Почувствовав, что она улыбается, поднял глаза. Улыбка была такой же доброй, какой поощряла она нас на уроках.
— Ты не расстраивайся, она еще придет, обязательно придет. Уедут они в Киев только после того, как она сдаст экзамены. Он уже договорился о временном переводе ее туда на время ординатуры. Потом, даст бог, они сюда вернутся.
Она опять внимательно посмотрела на меня: — Знаешь, Татьяна, очень сильная женщина и добьется своего. Поверь мне, я совсем не одобряю ее выбора, но другого выхода у нее нет. Она выбрала между любовью и долгом перед близкими, и я как женщина не могу осуждать ее за это, хотя мне такой выбор не может нравиться. Но вряд ли кому удастся отговорить Таню.

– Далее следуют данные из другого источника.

//! Error types for the migration driver.
//!
//! Failures are classified once, at the RPC boundary, into a closed
//! [`ErrorKind`]. Only [`ErrorKind::NotPrimary`] and [`ErrorKind::Network`]
//! are ever retried, and only when the caller opts in.

use std::time::Duration;

use thiserror::Error;

/// Server error codes the classifier knows about.
pub mod codes {
    pub const HOST_UNREACHABLE: i32 = 6;
    pub const HOST_NOT_FOUND: i32 = 7;
    pub const NETWORK_TIMEOUT: i32 = 89;
    pub const SHUTDOWN_IN_PROGRESS: i32 = 91;
    pub const PRIMARY_STEPPED_DOWN: i32 = 189;
    pub const NO_SUCH_TENANT_MIGRATION: i32 = 327;
    pub const TENANT_MIGRATION_ABORTED: i32 = 325;
    pub const CONFLICTING_OPERATION_IN_PROGRESS: i32 = 117;
    pub const SOCKET_EXCEPTION: i32 = 9001;
    pub const NOT_WRITABLE_PRIMARY: i32 = 10107;
    pub const INTERRUPTED_AT_SHUTDOWN: i32 = 11600;
    pub const INTERRUPTED_DUE_TO_REPL_STATE_CHANGE: i32 = 11602;
    pub const NOT_PRIMARY_NO_SECONDARY_OK: i32 = 13435;
    pub const NOT_PRIMARY_OR_SECONDARY: i32 = 13436;
}

/// Retry classification of a failure.
#[derive(Debug, Clone, Copy, PartialEq, Eq, Hash)]
pub enum ErrorKind {
    /// The addressed node lost (or never had) the primary role.
    NotPrimary,
    /// Transport-level failure: reset, unreachable, timed out.
    Network,
    /// The engine rejected the command; retrying will not help.
    Protocol,
    /// Anything the driver cannot interpret.
    Fatal,
}

impl ErrorKind {
    /// Map a server error code onto its retry class.
    pub fn from_code(code: i32) -> Self {
        match code {
            codes::NOT_WRITABLE_PRIMARY
            | codes::NOT_PRIMARY_NO_SECONDARY_OK
            | codes::NOT_PRIMARY_OR_SECONDARY
            | codes::PRIMARY_STEPPED_DOWN
            | codes::INTERRUPTED_DUE_TO_REPL_STATE_CHANGE => ErrorKind::NotPrimary,
            codes::HOST_UNREACHABLE
            | codes::HOST_NOT_FOUND
            | codes::NETWORK_TIMEOUT
            | codes::SOCKET_EXCEPTION
            | codes::SHUTDOWN_IN_PROGRESS
            | codes::INTERRUPTED_AT_SHUTDOWN => ErrorKind::Network,
            _ => ErrorKind::Protocol,
        }
    }

    /// Whether a failure of this kind is safe to retry.
    pub fn is_transient(self) -> bool {
        matches!(self, ErrorKind::NotPrimary | ErrorKind::Network)
    }
}

impl std::fmt::Display for ErrorKind {
    fn fmt(&self, f: &mut std::fmt::Formatter<'_>) -> std::fmt::Result {
        match self {
            ErrorKind::NotPrimary => write!(f, "not-primary"),
            ErrorKind::Network => write!(f, "network"),
            ErrorKind::Protocol => write!(f, "protocol"),
            ErrorKind::Fatal => write!(f, "fatal"),
        }
    }
}

/// Failure of a single call against a node.
#[derive(Error, Debug, Clone, PartialEq, Eq)]
pub enum RpcError {
    /// The transport failed before a reply was received.
    #[error("Network error talking to {host}: {message}")]
    Network { host: String, message: String },

    /// The node answered with `ok: 0`.
    #[error("Command failed with {code_name} ({code}): {errmsg}")]
    CommandFailed {
        code: i32,
        code_name: String,
        errmsg: String,
    },

    /// The reply could not be decoded.
    #[error("Malformed reply: {0}")]
    MalformedReply(String),
}

impl RpcError {
    /// Build a command failure from its parts.
    pub fn command_failed(code: i32, code_name: impl Into<String>, errmsg: impl Into<String>) -> Self {
        RpcError::CommandFailed {
            code,
            code_name: code_name.into(),
            errmsg: errmsg.into(),
        }
    }

    /// Build a transport failure.
    pub fn network(host: impl Into<String>, message: impl Into<String>) -> Self {
        RpcError::Network {
            host: host.into(),
            message: message.into(),
        }
    }

    /// The single classifier used by every retry decision in the crate.
    pub fn kind(&self) -> ErrorKind {
        match self {
            RpcError::Network { .. } => ErrorKind::Network,
            RpcError::CommandFailed { code, .. } => ErrorKind::from_code(*code),
            RpcError::MalformedReply(_) => ErrorKind::Fatal,
        }
    }

    /// Server error code, if the node produced one.
    pub fn code(&self) -> Option<i32> {
        match self {
            RpcError::CommandFailed { code, .. } => Some(*code),
            _ => None,
        }
    }
}

/// Error type for driver operations.
#[derive(Error, Debug)]
pub enum Error {
    /// A command or read against a node failed.
    #[error("RPC error: {0}")]
    Rpc(#[from] RpcError),

    /// A bounded wait or retry loop ran out of time.
    #[error("Timeout after {duration:?}: {operation}{}", last_error_suffix(.last_error))]
    Timeout {
        operation: String,
        duration: Duration,
        last_error: Option<String>,
    },

    /// Durable and in-memory migration state disagree.
    #[error("Consistency check failed: {0}")]
    Consistency(String),

    /// Recipient data does not respect tenant boundaries.
    #[error("Tenant routing check failed: {0}")]
    Routing(String),

    /// The engine reported something that contradicts the protocol.
    #[error("Protocol violation: {0}")]
    ProtocolViolation(String),

    /// Invalid driver configuration.
    #[error("Invalid configuration: {0}")]
    InvalidConfig(String),

    /// Serialization error
    #[error("Serialization error: {0}")]
    Serialization(#[from] serde_json::Error),
}

impl Error {
    /// Retry class of this error.
    pub fn kind(&self) -> ErrorKind {
        match self {
            Error::Rpc(e) => e.kind(),
            Error::Timeout { .. } | Error::Consistency(_) | Error::Routing(_) => ErrorKind::Fatal,
            Error::ProtocolViolation(_) => ErrorKind::Protocol,
            Error::InvalidConfig(_) | Error::Serialization(_) => ErrorKind::Fatal,
        }
    }

    /// Check if this error should be retried
    pub fn is_retryable(&self) -> bool {
        self.kind().is_transient()
    }

    /// Check if this error means the addressed node is not primary
    pub fn is_not_primary(&self) -> bool {
        self.kind() == ErrorKind::NotPrimary
    }

    /// Server error code carried by this error, if any.
    pub fn code(&self) -> Option<i32> {
        match self {
            Error::Rpc(e) => e.code(),
            _ => None,
        }
    }
}

fn last_error_suffix(last_error: &Option<String>) -> String {
    last_error
        .as_ref()
        .map(|e| format!(" (last error: {e})"))
        .unwrap_or_default()
}

/// Result type alias for driver operations
pub type Result<T> = std::result::Result<T, Error>;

После обеда я помог ей разобрать письма, старые фото, вытер пыль с книжных полок. Перед ужином мы вышли на прогулку в сквер, где она долго беседовала со своими соседками. Без дела мне было довольно скучно, но оставить ее одну опасался. Было не по себе, я ждал и надеялся, что с приходом домой вновь увижу Татьяну.
Пришла она на другой день к вечеру, очень нарядная и праздничная. Радостно обняла учительницу, ловко накрыла стол. Постоянно переговариваясь с хозяйкой, не обращала на меня особого внимания. Мне стало обидно, и я ушел в библиотеку, прикрыв за собой дверь. Прошло более часа, но меня вопреки ожиданию не звали. Когда уже перестал ждать и увлекся чтением, дверь распахнулась, вошла Надежда Андреевна и села рядом на диван.
— Какой же ты еще мальчишка. Будь мужчиной, она к тебе сама не подойдет. Иди, ты должен проститься с ней по-хорошему. Поверь то, что произошло между вами, ты забудешь, а она будет помнить всю жизнь. Так уж устроена женщина, она никогда не забывает такое. Не омрачай ей хороших воспоминаний. Пойдем к ней, поможем собраться, сюда она больше уже не придет.
— А как же вы, Надежда Андреевна? — я искренне огорчился за нее.
— Не волнуйся. Завтра ты познакомишься с новой сиделкой, и обещаю тебе приятный сюрприз. А Татьяну ты должен сегодня проводить, вряд ли вы уже больше свидитесь.
Мы ехали с Таней трамваем около часа. Она смотрела на меня с загадочной улыбкой и гладила мои руки, которые держала у себя на коленях. Пассажиры исподволь поглядывали на нас, но мы не замечали их взглядов.